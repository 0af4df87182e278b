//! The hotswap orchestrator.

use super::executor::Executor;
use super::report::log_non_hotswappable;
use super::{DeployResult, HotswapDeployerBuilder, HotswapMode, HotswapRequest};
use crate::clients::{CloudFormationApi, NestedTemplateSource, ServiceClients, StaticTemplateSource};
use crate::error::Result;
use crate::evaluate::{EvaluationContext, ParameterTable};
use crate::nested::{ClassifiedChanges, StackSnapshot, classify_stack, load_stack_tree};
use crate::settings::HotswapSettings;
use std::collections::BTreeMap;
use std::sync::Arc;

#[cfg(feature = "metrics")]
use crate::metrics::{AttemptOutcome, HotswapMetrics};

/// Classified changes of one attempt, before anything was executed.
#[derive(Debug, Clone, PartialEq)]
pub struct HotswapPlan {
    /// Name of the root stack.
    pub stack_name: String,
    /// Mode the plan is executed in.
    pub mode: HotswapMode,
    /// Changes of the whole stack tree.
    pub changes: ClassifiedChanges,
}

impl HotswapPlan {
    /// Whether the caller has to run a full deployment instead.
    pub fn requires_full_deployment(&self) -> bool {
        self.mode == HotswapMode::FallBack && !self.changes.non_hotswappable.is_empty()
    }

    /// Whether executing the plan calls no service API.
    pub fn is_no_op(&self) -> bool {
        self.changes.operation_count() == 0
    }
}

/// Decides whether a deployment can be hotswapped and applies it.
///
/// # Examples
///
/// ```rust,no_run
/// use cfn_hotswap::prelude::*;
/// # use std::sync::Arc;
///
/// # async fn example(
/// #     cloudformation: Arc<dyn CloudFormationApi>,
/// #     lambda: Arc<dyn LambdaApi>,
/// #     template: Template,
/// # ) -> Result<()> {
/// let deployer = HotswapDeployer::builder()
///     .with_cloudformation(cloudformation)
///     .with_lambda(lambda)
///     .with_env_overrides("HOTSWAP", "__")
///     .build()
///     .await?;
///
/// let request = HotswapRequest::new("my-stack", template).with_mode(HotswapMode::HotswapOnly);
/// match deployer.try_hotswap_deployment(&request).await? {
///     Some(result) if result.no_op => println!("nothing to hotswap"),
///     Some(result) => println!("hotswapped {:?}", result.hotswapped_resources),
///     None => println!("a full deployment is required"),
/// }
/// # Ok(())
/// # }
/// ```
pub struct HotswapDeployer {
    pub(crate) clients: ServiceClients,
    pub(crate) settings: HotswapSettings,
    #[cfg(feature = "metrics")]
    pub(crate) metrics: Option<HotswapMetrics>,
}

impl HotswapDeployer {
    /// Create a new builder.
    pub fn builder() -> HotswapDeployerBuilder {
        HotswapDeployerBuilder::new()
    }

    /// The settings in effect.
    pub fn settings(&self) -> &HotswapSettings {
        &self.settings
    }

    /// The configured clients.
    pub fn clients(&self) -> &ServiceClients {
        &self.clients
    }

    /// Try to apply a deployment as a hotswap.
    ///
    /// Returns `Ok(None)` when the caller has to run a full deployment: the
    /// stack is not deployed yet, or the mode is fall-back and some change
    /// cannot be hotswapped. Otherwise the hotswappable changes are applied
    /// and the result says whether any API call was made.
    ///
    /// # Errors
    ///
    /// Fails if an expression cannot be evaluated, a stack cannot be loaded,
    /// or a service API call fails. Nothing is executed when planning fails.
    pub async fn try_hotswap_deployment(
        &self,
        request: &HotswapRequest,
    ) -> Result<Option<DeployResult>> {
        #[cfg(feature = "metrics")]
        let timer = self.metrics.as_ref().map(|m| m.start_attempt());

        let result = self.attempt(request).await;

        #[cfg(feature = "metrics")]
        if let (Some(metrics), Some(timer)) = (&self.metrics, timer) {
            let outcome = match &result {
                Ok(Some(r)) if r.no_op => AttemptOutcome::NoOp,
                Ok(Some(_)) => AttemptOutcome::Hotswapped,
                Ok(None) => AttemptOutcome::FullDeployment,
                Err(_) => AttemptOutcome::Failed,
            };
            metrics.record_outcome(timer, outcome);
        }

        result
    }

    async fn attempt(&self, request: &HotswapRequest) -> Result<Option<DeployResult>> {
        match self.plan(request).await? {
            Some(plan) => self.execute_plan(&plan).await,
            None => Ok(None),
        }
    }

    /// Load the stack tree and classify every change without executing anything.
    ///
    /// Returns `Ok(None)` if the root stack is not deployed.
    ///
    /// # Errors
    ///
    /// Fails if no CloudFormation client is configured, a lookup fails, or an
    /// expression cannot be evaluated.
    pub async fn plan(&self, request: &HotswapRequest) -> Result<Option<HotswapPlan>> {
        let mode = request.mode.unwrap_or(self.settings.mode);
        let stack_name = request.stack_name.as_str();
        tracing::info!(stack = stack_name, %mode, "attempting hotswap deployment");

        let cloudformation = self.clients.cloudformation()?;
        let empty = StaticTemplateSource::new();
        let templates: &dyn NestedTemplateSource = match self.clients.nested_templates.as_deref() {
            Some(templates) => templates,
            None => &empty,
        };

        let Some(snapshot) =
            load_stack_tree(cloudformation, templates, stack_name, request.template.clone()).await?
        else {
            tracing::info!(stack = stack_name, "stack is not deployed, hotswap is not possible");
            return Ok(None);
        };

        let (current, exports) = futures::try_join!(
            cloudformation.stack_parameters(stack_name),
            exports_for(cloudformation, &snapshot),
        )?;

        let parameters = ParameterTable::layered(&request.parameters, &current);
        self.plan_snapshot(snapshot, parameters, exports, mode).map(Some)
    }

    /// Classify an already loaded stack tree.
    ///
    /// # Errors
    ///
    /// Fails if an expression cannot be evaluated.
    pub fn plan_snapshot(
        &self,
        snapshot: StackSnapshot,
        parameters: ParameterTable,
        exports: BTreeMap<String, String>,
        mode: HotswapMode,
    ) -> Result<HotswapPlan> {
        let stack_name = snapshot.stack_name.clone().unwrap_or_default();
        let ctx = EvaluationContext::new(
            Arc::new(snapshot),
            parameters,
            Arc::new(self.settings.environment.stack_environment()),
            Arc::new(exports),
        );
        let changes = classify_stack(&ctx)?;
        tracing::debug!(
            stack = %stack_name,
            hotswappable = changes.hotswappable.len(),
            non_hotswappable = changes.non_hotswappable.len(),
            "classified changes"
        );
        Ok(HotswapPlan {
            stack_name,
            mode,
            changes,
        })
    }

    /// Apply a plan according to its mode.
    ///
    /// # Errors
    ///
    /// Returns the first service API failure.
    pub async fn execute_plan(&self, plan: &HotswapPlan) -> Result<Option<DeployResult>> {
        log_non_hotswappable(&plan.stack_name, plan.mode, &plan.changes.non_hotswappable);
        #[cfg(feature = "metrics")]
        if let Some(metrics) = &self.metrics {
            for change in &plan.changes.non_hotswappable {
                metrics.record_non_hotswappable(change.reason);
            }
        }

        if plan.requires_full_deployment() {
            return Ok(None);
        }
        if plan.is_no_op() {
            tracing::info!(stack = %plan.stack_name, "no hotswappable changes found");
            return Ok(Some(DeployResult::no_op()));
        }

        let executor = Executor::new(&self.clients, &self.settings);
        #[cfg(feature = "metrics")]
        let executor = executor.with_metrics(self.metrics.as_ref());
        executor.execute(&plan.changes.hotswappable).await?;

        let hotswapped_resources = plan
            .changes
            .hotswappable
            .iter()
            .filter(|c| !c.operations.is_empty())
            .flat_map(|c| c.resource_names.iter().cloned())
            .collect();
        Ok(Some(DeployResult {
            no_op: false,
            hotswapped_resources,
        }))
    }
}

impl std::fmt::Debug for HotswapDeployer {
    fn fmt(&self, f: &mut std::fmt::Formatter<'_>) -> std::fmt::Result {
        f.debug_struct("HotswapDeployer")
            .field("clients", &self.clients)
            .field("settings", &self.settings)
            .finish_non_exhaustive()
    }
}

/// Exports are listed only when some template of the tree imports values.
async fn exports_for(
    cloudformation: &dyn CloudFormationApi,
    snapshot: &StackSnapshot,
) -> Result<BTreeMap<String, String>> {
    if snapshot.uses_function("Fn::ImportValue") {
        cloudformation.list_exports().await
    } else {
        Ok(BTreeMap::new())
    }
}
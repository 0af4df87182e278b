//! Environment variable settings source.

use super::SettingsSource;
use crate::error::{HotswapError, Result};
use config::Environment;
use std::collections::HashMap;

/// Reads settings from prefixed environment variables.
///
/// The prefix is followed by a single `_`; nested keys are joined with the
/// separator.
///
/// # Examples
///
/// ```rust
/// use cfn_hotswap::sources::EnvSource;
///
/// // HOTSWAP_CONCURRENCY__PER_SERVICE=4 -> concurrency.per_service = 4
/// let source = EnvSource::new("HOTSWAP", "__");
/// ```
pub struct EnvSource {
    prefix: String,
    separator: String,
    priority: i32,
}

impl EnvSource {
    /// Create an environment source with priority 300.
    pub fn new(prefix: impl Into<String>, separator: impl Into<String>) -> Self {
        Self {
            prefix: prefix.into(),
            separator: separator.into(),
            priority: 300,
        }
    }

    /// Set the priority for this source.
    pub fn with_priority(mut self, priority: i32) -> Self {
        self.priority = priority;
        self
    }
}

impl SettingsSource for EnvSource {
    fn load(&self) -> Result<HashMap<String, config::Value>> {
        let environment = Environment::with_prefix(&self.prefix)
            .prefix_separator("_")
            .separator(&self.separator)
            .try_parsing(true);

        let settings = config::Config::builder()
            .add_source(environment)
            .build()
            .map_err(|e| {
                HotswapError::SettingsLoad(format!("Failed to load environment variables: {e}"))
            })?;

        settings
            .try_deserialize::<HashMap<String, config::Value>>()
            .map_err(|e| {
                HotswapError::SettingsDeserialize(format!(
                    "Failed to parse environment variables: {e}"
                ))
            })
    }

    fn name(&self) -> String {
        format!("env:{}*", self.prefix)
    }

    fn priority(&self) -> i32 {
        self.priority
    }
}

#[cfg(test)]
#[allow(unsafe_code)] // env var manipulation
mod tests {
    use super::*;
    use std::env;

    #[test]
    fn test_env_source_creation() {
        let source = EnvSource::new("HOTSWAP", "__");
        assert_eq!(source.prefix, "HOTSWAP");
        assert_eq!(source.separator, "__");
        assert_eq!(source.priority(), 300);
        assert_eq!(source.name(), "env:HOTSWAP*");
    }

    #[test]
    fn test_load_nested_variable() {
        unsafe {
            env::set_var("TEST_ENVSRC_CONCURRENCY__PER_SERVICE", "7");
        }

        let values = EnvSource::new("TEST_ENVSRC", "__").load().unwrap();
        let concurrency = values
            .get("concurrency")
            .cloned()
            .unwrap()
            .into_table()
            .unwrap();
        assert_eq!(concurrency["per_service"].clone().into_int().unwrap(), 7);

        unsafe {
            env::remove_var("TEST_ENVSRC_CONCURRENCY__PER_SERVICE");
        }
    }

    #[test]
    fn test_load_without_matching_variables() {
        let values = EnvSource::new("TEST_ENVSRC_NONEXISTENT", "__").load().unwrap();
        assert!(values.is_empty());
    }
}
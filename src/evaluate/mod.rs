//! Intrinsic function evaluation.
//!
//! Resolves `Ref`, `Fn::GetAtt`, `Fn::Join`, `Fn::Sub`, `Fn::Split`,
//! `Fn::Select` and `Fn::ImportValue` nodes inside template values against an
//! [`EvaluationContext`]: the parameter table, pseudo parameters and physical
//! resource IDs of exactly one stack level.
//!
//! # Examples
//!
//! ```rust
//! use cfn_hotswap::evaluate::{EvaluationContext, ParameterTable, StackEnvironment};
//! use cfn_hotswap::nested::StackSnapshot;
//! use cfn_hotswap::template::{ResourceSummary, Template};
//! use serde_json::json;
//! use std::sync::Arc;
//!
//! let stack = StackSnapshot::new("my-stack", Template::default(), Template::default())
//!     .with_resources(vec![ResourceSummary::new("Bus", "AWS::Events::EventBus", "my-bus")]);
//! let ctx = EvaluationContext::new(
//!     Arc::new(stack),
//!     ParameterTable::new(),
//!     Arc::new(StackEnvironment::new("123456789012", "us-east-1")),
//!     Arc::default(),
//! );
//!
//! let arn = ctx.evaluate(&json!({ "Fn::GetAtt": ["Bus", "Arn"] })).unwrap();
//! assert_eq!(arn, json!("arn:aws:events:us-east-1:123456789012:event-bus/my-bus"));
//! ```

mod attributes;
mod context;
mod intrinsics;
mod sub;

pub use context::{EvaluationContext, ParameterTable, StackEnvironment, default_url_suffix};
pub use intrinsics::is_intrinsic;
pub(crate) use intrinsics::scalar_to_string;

-- -- --

Everything from the first line of the data through the line containing "pub fn requires_full_deployment(&self)" should be echoed exactly. Add nothing.

Answer:
repository 0af4df87182e278b
//! The hotswap orchestrator.

use super::executor::Executor;
use super::report::log_non_hotswappable;
use super::{DeployResult, HotswapDeployerBuilder, HotswapMode, HotswapRequest};
use crate::clients::{CloudFormationApi, NestedTemplateSource, ServiceClients, StaticTemplateSource};
use crate::error::Result;
use crate::evaluate::{EvaluationContext, ParameterTable};
use crate::nested::{ClassifiedChanges, StackSnapshot, classify_stack, load_stack_tree};
use crate::settings::HotswapSettings;
use std::collections::BTreeMap;
use std::sync::Arc;

#[cfg(feature = "metrics")]
use crate::metrics::{AttemptOutcome, HotswapMetrics};

/// Classified changes of one attempt, before anything was executed.
#[derive(Debug, Clone, PartialEq)]
pub struct HotswapPlan {
    /// Name of the root stack.
    pub stack_name: String,
    /// Mode the plan is executed in.
    pub mode: HotswapMode,
    /// Changes of the whole stack tree.
    pub changes: ClassifiedChanges,
}

impl HotswapPlan {
    /// Whether the caller has to run a full deployment instead.
    pub fn requires_full_deployment(&self) -> bool {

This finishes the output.